Às vezes, para não dizer o essencial, a imprensa precisa dizer alguma coisa. Parece ser esse o sentido da manchete da Folha de S. Paulo na edição de sexta-feira (2/8): “Governo paulista deu aval a cartel do metrô, diz Siemens” – é o que anuncia o título principal do jornal, no alto da primeira página.
A reportagem é a primeira manifestação relevante de um dos três diários de circulação nacional sobre a confirmação do esquema de propinas que, durante pelo menos quinze anos, condicionou as contratações de obras e compras de equipamentos para o sistema do metrô e dos trens metropolitanos na capital paulista.
A escolha editorial pode induzir o leitor desatento a concluir que o jornal decidiu finalmente encarar a fartura de evidências sobre um estado permanente de corrupção no governo de São Paulo, cujas consequências podem ser claramente percebidas na insuficiência das linhas de transporte sobre trilhos, no atraso de obras e no custo excessivo do sistema, que acaba repercutindo no preço das tarifas por décadas à frente.
Pelo que se lê na Folha, tudo não passou de um ajuste feito por assessores de um governador que já faleceu, Mário Covas, num contexto em que o acordo entre concorrentes seria a maneira mais prática de resolver rapidamente a disputa entre as empresas candidatas ao contrato.
Em geral, o leitor se distrai com a narrativa e deixa escapar o discurso subliminar presente no texto jornalístico. Então, vejamos: no caso da manchete da Folha, a narrativa nos diz que os documentos apresentados a autoridades brasileiras pela empresa alemã Siemens afirmam que o governo de São Paulo, no tempo de Mário Covas, autorizou a formação de um cartel de multinacionais e empresas brasileiras para cumprir a licitação referente a obras do metrô.
Segundo a reportagem, o conluio teria começado em 2000 e prosseguido nas gestões de Geraldo Alckmin, que era vice de Covas, e de seu sucessor, José Serra. O cartel passou a dominar todos os projetos de metrô e trens metropolitanos, gerando custos sempre maiores.
Em apenas uma licitação, para manutenção de equipamentos da Companhia Paulista de Trens Metropolitanos, foi possível aumentar os preços em 30%, segundo depoimento de um executivo da empresa alemã.
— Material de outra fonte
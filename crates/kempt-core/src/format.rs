//! Name formats: the parsed form of `"PascalCase.kebab-case.lc"`.

use serde::{Serialize, Serializer};

use crate::casing::Casing;
use crate::error::{Error, Result};

/// An ordered, non-empty sequence of casings, one per dot-delimited name
/// fragment.
///
/// When a name has more fragments than the format, the final casing
/// repeats. The original spelling is kept so a format prints back exactly
/// as it was written.
#[derive(Debug, Clone, PartialEq, Eq)]
pub struct NameFormat {
    casings: Vec<Casing>,
    pattern: String,
}

impl NameFormat {
    /// Parse a format string such as `"UPPER CASE.lc"`.
    ///
    /// Fails on unknown casing tokens, and on extension casings anywhere
    /// but the final position. A single-token format is valid and applies
    /// uniformly to every fragment.
    pub fn parse(pattern: &str) -> Result<Self> {
        let tokens: Vec<&str> = pattern.split('.').collect();
        let mut casings = Vec::with_capacity(tokens.len());

        for (i, token) in tokens.iter().enumerate() {
            let casing = Casing::parse(token).ok_or_else(|| Error::UnknownCasing {
                token: token.to_string(),
                pattern: pattern.to_string(),
            })?;

            if casing.is_extension() && i != tokens.len() - 1 {
                return Err(Error::MisplacedExtension {
                    token: token.to_string(),
                    pattern: pattern.to_string(),
                });
            }

            casings.push(casing);
        }

        Ok(Self {
            casings,
            pattern: pattern.to_string(),
        })
    }

    /// The resolved casings, in fragment order.
    pub fn casings(&self) -> &[Casing] {
        &self.casings
    }

    /// The casing governing fragment `index`, with the final casing
    /// repeating past the end of the format.
    pub fn at(&self, index: usize) -> Casing {
        self.casings[index.min(self.casings.len() - 1)]
    }

    /// The extension casing, when the format ends with one.
    pub fn extension(&self) -> Option<Casing> {
        self.casings
            .last()
            .copied()
            .filter(Casing::is_extension)
    }
}

impl std::fmt::Display for NameFormat {
    fn fmt(&self, f: &mut std::fmt::Formatter<'_>) -> std::fmt::Result {
        write!(f, "{}", self.pattern)
    }
}

impl Serialize for NameFormat {
    fn serialize<S: Serializer>(&self, serializer: S) -> std::result::Result<S::Ok, S::Error> {
        serializer.collect_str(self)
    }
}
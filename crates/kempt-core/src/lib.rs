//! Naming-convention engine for kempt
//!
//! This crate decides what every file and folder in a project should be
//! called, and repairs the ones that disagree:
//!
//! - **Casing engine**: named casings and dot-fragment formats applied
//!   deterministically to entry names
//! - **Glob and ignore matching**: which paths a rule or exclusion covers,
//!   with gitignore and plain-glob semantics
//! - **Project scanner**: depth-first walk honoring ignore rules and
//!   nested-project boundaries, resolving the first matching convention
//! - **Problem engine**: mismatch detection and safe renames with
//!   collision and ignore safeguards
//! - **Project registry**: multiple discovered projects with
//!   longest-root-wins ownership queries
//!
//! # Architecture
//!
//! `kempt-core` sits between the filesystem seam and the surfaces that
//! drive it:
//!
//! ```text
//!        CLI / editor integrations
//!                   |
//!               kempt-core
//!                   |
//!               kempt-fs
//!          (Folder trait + disk)
//! ```
//!
//! # Example
//!
//! ```
//! use kempt_core::{recase, NameFormat};
//!
//! let format = NameFormat::parse("kebab-case.lc")?;
//! assert_eq!(recase("MyComponent.RS", &format), "my-component.rs");
//! # Ok::<(), kempt_core::Error>(())
//! ```

pub mod casing;
pub mod config;
pub mod error;
pub mod format;
pub mod glob;
pub mod ignore;
pub mod problem;
pub mod project;
pub mod recase;
pub mod registry;

pub use casing::Casing;
pub use config::{CONFIG_FILE_NAME, Convention, ProjectConfig, ProjectSettings, RuleSet};
pub use error::{Error, Result};
pub use format::NameFormat;
pub use glob::Glob;
pub use ignore::{Ignorefile, IgnoreSemantics, ProjectIgnore};
pub use problem::{Problem, ProblemDetails, check, check_path, fix, problem_details};
pub use project::{LoadOptions, Project, SearchOptions};
pub use recase::recase;
pub use registry::ProjectRegistry;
Mas, para o governo de São Paulo, a licitação viciada era a melhor solução, por “dar tranquilidade na concorrência”.
Santa inocência!
Uma das táticas mais corriqueiras na prática jornalística, quando não se quer alimentar polêmicas em torno de determinado assunto, é antecipar uma versão moderada do tema, delimitando a priori certas condições para sua interpretação. Essa adesão condicional quase sempre anula a atenção crítica dos leitores, dando a entender que o veículo não está se omitindo ou tentando encobrir alguns eventos, que preferia não ver transformados em escândalo.
Esse parece ser o caso da abordagem que faz a Folha ao esquema de pagamento de propinas que está ligado ao caso do cartel.
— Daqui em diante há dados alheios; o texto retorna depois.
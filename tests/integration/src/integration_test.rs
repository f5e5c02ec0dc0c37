//! End-to-end scenarios against real temporary directories.
//!
//! Everything here goes through `DiskFolder`, exercising the same path the
//! CLI takes: load a project from disk, scan it, fix it, scan it again.

use std::sync::Arc;

use kempt_core::{Glob, LoadOptions, Project, check, fix};
use kempt_fs::{EntryType, Folder};
use kempt_test_utils::TestTree;
use pretty_assertions::assert_eq;

const CONFIG: &str = r#"
ignore = ["**/generated"]

[files]
"**/*.rs"  = "snake_case.lc"
"**/*.tsx" = "PascalCase.kebab-case.lc"
"**/*.md"  = "UPPER CASE.lc"

[folders]
"**/*" = "kebab-case"
"#;

async fn load(tree: &TestTree) -> Project {
    Project::load(Arc::new(tree.folder()), LoadOptions::default())
        .await
        .expect("project should load")
}

/// Scan and fix until the tree is clean, tolerating stale paths from
/// folder renames within a batch. Two passes always suffice here.
///
/// Overwriting is allowed for case-only renames, which case-insensitive
/// filesystems report as conflicts with the entry being renamed.
async fn fix_all(project: &Project) {
    for _ in 0..2 {
        let problems = check(project, &Glob::anything()).await.unwrap();
        if problems.is_empty() {
            return;
        }
        for problem in problems {
            let name = kempt_fs::path::file_name(&problem.path);
            let case_only =
                name.to_lowercase() == problem.details.expected_name.to_lowercase();
            let _ = fix(project, &problem, case_only).await;
        }
    }
}

#[tokio::test]
async fn check_fix_recheck_lifecycle() {
    let tree = TestTree::new();
    tree.write(".kempt.toml", CONFIG);
    tree.write("readme.md", "# hi");
    tree.write("src/MainWidget.rs", "");
    tree.write("src/lib.rs", "");
    tree.write("components/[slug].test.tsx", "");
    tree.mkdir("My Assets");

    let project = load(&tree).await;

    let mut problems = check(&project, &Glob::anything()).await.unwrap();
    problems.sort_by(|a, b| a.path.cmp(&b.path));
    let report: Vec<(&str, &str)> = problems
        .iter()
        .map(|p| (p.path.as_str(), p.details.expected_name.as_str()))
        .collect();
    assert_eq!(
        report,
        vec![
            ("My Assets", "my-assets"),
            ("components/[slug].test.tsx", "[Slug].test.tsx"),
            ("readme.md", "README.md"),
            ("src/MainWidget.rs", "main_widget.rs"),
        ]
    );

    fix_all(&project).await;

    assert!(check(&project, &Glob::anything()).await.unwrap().is_empty());
    tree.assert_exists("README.md");
    tree.assert_exists("my-assets");
    tree.assert_exists("src/main_widget.rs");
    tree.assert_exists("src/lib.rs");
    tree.assert_exists("components/[Slug].test.tsx");
    tree.assert_not_exists("src/MainWidget.rs");
}

#[tokio::test]
async fn nested_projects_are_scan_boundaries_on_disk() {
    let tree = TestTree::new();
    tree.write(".kempt.toml", CONFIG);
    tree.write("src/Outer.rs", "");
    tree.write("plugin/.kempt.toml", "[files]\n");
    tree.write("plugin/InnerName.rs", "");

    let project = load(&tree).await;
    fix_all(&project).await;

    // The outer fix run never touches the nested project's entries.
    tree.assert_exists("src/outer.rs");
    tree.assert_exists("plugin/InnerName.rs");
}

#[tokio::test]
async fn settings_and_gitignore_patterns_prune_the_disk_walk() {
    let tree = TestTree::new();
    tree.write(".kempt.toml", CONFIG);
    tree.write(".gitignore", "dist\n");
    tree.write("dist/BadName.rs", "");
    tree.write("src/generated/BadName.rs", "");
    tree.write("src/KeepMe.rs", "");

    let project = load(&tree).await;
    let problems = check(&project, &Glob::anything()).await.unwrap();
    let paths: Vec<&str> = problems.iter().map(|p| p.path.as_str()).collect();

    assert_eq!(paths, vec!["src/KeepMe.rs"]);
}

#[tokio::test]
async fn reload_picks_up_ignore_file_edits_on_disk() {
    let tree = TestTree::new();
    tree.write(".kempt.toml", CONFIG);
    tree.write(".gitignore", "vendor\n");
    tree.write("vendor/OldName.rs", "");

    let project = load(&tree).await;
    assert!(project.ignores("vendor/OldName.rs"));

    tree.write(".gitignore", "");
    project.reload().await.unwrap();
    assert!(!project.ignores("vendor/OldName.rs"));

    // A deleted ignore file degrades to an empty pattern set.
    tree.remove(".gitignore");
    project.reload().await.unwrap();
    assert!(!project.ignores("vendor/OldName.rs"));
}

#[tokio::test]
async fn extra_ignorefiles_use_glob_semantics_by_filename() {
    let tree = TestTree::new();
    tree.write(".kempt.toml", CONFIG);
    tree.write(".npmignore", "**/*.rs\n!**/keep.rs\n");
    tree.write("src/BadName.rs", "");
    tree.write("src/keep.rs", "");

    let options = LoadOptions {
        ignorefiles: vec![".gitignore".to_string(), ".npmignore".to_string()],
    };
    let project = Project::load(Arc::new(tree.folder()), options)
        .await
        .unwrap();

    // Negated patterns veto ignoring under glob semantics, so keep.rs
    // stays visible while every other Rust file is excluded.
    assert!(project.ignores("src/BadName.rs"));
    assert!(!project.ignores("src/keep.rs"));
}

#[tokio::test]
async fn fix_collisions_surface_and_do_not_abort_the_batch() {
    let tree = TestTree::new();
    tree.write(".kempt.toml", CONFIG);
    tree.write("src/My Widget.rs", "new");
    tree.write("src/my_widget.rs", "old");
    tree.write("src/OtherName.rs", "");

    let project = load(&tree).await;
    let problems = check(&project, &Glob::anything()).await.unwrap();
    assert_eq!(problems.len(), 2);

    let mut failures = 0;
    for problem in &problems {
        if fix(&project, problem, false).await.is_err() {
            failures += 1;
        }
    }

    assert_eq!(failures, 1);
    tree.assert_exists("src/other_name.rs");
    tree.assert_exists("src/My Widget.rs");
    assert_eq!(
        std::fs::read_to_string(tree.root().join("src/my_widget.rs")).unwrap(),
        "old"
    );
}

#[tokio::test]
async fn near_finds_the_project_from_a_subfolder_on_disk() {
    let tree = TestTree::new();
    tree.write(".kempt.toml", CONFIG);
    tree.mkdir("src/deeply/nested");

    let start = Arc::new(tree.folder()).child("src/deeply/nested");
    let project = Project::near(start, Default::default())
        .await
        .unwrap()
        .expect("config four levels up is within the default search depth");

    assert_eq!(project.root(), tree.folder().path());
    assert!(
        project
            .get_convention(EntryType::File, "src/lib.rs")
            .is_some()
    );
}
O cartel, que agora é admitido oficialmente, funciona há mais de treze anos, tempo citado pelo jornal – porque, na verdade, o acerto entre o governo paulista e seus fornecedores começou pelo menos em 1998, conforme se pode apreender em reportagens anteriores, publicadas quando outra empresa do cartel, a francesa Alstom, foi acusada de pagar propinas a políticos do PSDB.
Não há como relativizar as responsabilidades de todos os governadores do período – a tese do domínio de fato, afirmada pelo Supremo Tribunal Federal no ano passado, há de se aplicar democraticamente, ou não?
A Folha diz que procurou ouvir o ex-governador José Serra, mas ele “não foi localizado”. O atual governador, Geraldo Alckmin, responde que tudo não passou de um acerto entre as empresas concorrentes, sem participação de funcionários do governo – e de repente o senso crítico do jornal fica obnubilado pelas palavras mágicas do chefe do governo paulista.
Então, estamos combinados: o governo de São Paulo faz uma sucessão de licitações para comprar trens e sistemas de controle de tráfego, tratar da manutenção dos equipamentos, durante quinze anos, e nunca desconfia que os preços são acertados previamente entre os fornecedores?
O jornal que se considera o mais aguerrido do Brasil, cujos repórteres, em outras ocasiões, se dispõem a vasculhar o lixo de agentes públicos, aceita candidamente essa ingenuidade toda.
Não passa pela cabeça dos editores mandar investigar se a mesma bondade com o dinheiro público não se estendeu também para as obras de túneis, instalação de trilhos, construção de estações, como tem sido diligente e devidamente feito no caso dos estádios que estão sendo construídos para a Copa de 2014.
Como diria o parceiro do Batman: “Santa inocência!”